#### [TASK INSTRUCTIONS]
Out of the lines below, please list those that hold the string "glob".

[Items from a dataset]

________________________________________

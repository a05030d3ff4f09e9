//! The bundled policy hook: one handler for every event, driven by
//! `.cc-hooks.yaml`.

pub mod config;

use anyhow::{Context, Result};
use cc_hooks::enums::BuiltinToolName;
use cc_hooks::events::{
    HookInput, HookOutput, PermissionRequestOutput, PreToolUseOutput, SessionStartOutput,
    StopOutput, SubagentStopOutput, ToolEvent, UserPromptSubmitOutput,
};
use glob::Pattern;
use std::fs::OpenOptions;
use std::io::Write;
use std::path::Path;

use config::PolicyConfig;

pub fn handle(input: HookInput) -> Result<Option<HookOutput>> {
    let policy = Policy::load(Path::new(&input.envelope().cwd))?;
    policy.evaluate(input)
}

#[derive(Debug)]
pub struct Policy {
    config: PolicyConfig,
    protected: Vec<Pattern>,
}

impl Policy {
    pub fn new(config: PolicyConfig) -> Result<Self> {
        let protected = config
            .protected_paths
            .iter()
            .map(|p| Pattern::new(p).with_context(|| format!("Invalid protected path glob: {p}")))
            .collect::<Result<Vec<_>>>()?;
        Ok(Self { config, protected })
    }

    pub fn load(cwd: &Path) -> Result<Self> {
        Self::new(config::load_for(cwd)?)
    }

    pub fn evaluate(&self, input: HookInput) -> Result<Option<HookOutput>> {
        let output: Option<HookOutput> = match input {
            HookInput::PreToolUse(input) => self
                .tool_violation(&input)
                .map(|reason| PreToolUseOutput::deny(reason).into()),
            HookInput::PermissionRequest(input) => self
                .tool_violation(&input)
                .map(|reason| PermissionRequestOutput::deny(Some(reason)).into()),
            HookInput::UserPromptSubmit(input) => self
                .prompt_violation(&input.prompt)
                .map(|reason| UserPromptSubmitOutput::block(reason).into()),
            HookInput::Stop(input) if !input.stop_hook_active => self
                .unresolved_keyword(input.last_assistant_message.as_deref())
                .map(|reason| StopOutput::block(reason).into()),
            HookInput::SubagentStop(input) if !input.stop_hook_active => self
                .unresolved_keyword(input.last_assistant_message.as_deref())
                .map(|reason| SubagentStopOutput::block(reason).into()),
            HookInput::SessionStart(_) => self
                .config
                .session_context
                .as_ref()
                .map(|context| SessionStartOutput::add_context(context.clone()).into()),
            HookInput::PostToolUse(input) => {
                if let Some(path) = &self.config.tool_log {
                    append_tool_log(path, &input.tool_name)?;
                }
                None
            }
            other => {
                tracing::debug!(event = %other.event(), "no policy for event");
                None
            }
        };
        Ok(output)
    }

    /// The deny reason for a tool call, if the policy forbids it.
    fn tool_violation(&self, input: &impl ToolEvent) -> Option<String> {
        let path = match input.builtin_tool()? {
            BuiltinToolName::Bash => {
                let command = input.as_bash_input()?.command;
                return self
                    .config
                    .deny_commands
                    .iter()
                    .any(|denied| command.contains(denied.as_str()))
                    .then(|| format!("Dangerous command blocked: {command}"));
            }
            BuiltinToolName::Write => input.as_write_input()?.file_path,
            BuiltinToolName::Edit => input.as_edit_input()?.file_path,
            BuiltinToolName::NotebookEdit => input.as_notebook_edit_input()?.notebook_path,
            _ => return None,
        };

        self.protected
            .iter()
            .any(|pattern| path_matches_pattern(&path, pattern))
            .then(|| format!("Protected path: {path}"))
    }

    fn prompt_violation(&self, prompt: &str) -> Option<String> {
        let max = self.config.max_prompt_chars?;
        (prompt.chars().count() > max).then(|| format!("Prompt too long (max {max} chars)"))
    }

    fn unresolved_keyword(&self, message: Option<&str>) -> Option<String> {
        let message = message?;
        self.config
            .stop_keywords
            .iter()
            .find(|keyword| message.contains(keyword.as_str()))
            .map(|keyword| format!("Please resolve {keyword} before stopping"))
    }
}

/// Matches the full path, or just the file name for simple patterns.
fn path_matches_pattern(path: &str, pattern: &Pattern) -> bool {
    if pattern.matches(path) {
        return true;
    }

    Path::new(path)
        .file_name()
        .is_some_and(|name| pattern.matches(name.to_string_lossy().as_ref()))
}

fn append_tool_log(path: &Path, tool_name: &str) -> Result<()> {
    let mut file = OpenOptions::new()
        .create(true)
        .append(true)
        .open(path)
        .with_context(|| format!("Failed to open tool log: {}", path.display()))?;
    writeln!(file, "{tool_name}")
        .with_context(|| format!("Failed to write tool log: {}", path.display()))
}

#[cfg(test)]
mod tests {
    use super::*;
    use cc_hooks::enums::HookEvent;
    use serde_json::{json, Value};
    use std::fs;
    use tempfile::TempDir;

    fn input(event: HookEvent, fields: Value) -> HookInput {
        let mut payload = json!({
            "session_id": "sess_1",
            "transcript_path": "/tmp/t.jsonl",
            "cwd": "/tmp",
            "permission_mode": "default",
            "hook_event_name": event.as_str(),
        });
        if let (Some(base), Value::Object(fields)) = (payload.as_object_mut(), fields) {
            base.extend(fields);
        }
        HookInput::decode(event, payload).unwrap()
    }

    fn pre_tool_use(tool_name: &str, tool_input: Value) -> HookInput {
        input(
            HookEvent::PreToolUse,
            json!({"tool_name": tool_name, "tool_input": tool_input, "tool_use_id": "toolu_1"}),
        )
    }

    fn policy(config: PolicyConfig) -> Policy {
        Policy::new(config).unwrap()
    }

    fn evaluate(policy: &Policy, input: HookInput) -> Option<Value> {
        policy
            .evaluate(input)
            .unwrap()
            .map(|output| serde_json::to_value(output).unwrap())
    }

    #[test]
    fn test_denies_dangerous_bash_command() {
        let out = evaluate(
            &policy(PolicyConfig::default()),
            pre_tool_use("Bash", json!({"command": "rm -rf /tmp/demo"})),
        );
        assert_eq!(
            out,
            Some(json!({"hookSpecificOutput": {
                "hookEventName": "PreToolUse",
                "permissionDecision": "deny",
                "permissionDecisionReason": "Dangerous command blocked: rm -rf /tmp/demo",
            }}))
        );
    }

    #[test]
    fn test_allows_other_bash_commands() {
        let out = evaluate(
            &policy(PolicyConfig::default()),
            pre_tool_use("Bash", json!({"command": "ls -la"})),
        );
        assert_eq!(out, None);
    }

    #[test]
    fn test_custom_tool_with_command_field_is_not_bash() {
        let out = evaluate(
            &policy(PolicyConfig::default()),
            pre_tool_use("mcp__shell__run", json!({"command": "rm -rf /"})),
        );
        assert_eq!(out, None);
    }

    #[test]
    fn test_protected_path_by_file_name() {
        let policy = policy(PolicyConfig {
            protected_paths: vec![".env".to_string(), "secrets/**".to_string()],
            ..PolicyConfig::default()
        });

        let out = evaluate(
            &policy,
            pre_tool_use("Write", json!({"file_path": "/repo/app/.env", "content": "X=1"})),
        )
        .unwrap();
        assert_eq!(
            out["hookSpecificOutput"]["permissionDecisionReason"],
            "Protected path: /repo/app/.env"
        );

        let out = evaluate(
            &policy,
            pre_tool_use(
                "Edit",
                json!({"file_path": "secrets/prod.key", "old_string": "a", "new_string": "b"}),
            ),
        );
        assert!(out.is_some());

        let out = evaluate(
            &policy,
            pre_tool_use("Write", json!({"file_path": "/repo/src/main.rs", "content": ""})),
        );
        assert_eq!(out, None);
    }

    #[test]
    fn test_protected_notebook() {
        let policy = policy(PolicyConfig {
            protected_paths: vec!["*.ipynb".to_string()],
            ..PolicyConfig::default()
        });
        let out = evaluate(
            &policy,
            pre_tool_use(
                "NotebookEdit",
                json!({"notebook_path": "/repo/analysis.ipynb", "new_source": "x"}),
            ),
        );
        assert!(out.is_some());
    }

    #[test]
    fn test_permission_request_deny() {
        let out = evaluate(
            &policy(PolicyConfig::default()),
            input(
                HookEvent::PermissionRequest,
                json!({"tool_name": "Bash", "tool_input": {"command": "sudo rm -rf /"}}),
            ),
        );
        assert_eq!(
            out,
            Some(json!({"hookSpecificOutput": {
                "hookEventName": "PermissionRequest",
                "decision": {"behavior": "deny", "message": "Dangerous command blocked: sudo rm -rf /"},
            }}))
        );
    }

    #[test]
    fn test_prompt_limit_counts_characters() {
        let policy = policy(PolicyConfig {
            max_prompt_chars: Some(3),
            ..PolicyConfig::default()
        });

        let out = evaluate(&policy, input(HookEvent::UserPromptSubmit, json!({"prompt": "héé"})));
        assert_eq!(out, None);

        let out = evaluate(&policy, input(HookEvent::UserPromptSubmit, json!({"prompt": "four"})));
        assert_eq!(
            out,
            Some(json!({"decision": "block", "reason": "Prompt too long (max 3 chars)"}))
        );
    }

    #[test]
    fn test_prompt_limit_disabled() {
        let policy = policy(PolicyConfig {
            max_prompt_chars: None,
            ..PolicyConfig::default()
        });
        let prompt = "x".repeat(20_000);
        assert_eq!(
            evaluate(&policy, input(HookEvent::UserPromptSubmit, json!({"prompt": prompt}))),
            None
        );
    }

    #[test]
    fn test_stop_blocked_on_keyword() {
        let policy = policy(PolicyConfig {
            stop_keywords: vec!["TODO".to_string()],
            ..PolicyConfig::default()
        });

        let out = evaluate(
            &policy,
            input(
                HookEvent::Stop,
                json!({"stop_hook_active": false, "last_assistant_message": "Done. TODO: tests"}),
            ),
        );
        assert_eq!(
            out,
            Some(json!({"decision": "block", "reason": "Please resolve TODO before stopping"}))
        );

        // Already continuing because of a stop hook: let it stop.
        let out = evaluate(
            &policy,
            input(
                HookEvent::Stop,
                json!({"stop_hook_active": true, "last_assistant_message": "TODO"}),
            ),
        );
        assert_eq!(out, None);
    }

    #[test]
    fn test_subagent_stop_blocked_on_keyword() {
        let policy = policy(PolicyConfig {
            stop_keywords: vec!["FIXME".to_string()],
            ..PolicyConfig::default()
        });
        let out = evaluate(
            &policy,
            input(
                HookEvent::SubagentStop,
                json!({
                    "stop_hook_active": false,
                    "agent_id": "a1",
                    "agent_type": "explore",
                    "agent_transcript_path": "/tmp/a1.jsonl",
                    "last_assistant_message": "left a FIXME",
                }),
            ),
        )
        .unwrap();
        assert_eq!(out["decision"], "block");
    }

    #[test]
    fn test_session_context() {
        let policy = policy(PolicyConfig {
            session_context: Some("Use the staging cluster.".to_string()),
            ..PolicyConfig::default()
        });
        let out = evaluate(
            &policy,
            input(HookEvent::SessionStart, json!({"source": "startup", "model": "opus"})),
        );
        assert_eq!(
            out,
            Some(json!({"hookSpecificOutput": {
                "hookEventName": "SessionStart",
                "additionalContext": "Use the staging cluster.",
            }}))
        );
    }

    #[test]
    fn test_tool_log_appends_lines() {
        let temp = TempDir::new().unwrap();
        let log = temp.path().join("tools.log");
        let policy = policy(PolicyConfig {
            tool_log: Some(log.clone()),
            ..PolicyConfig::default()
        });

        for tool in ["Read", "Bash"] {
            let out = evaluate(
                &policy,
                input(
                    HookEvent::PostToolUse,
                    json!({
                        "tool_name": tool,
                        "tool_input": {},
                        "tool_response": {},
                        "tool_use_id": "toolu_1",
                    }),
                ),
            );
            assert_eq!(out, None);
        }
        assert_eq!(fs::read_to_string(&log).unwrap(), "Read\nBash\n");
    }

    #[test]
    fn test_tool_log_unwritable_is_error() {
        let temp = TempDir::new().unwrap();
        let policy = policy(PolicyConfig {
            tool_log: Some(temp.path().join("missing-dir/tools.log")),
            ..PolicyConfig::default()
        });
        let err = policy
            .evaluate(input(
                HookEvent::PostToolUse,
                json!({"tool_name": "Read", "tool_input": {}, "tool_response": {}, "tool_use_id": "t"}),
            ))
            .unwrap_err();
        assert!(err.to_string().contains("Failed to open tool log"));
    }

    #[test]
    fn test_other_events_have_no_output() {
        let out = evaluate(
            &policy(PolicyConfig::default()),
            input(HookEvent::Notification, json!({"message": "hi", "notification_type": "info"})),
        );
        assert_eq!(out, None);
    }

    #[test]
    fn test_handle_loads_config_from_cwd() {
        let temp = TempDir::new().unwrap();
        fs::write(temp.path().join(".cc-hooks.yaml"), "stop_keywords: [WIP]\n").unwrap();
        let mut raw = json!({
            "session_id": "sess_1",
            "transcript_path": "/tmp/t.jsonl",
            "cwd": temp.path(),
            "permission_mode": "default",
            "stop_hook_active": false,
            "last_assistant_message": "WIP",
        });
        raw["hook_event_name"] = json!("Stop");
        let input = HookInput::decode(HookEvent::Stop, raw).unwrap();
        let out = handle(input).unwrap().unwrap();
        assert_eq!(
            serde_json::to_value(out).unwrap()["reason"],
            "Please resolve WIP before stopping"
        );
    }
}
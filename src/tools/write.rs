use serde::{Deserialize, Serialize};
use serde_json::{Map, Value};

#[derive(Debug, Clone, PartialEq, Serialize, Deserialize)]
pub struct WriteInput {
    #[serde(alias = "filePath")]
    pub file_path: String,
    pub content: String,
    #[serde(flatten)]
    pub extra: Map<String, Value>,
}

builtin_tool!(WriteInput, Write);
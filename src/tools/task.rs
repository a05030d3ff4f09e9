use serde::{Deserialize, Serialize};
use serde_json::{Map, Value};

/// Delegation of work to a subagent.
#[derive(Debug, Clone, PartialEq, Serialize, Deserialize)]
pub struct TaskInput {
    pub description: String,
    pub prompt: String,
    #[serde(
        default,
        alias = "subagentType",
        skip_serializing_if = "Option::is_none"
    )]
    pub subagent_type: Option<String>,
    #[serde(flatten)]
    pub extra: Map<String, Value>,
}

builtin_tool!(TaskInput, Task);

________________________________________

#### [OUTPUT BELOW]
use glob::Pattern;
            .map(|p| Pattern::new(p).with_context(|| format!("Invalid protected path glob: {p}")))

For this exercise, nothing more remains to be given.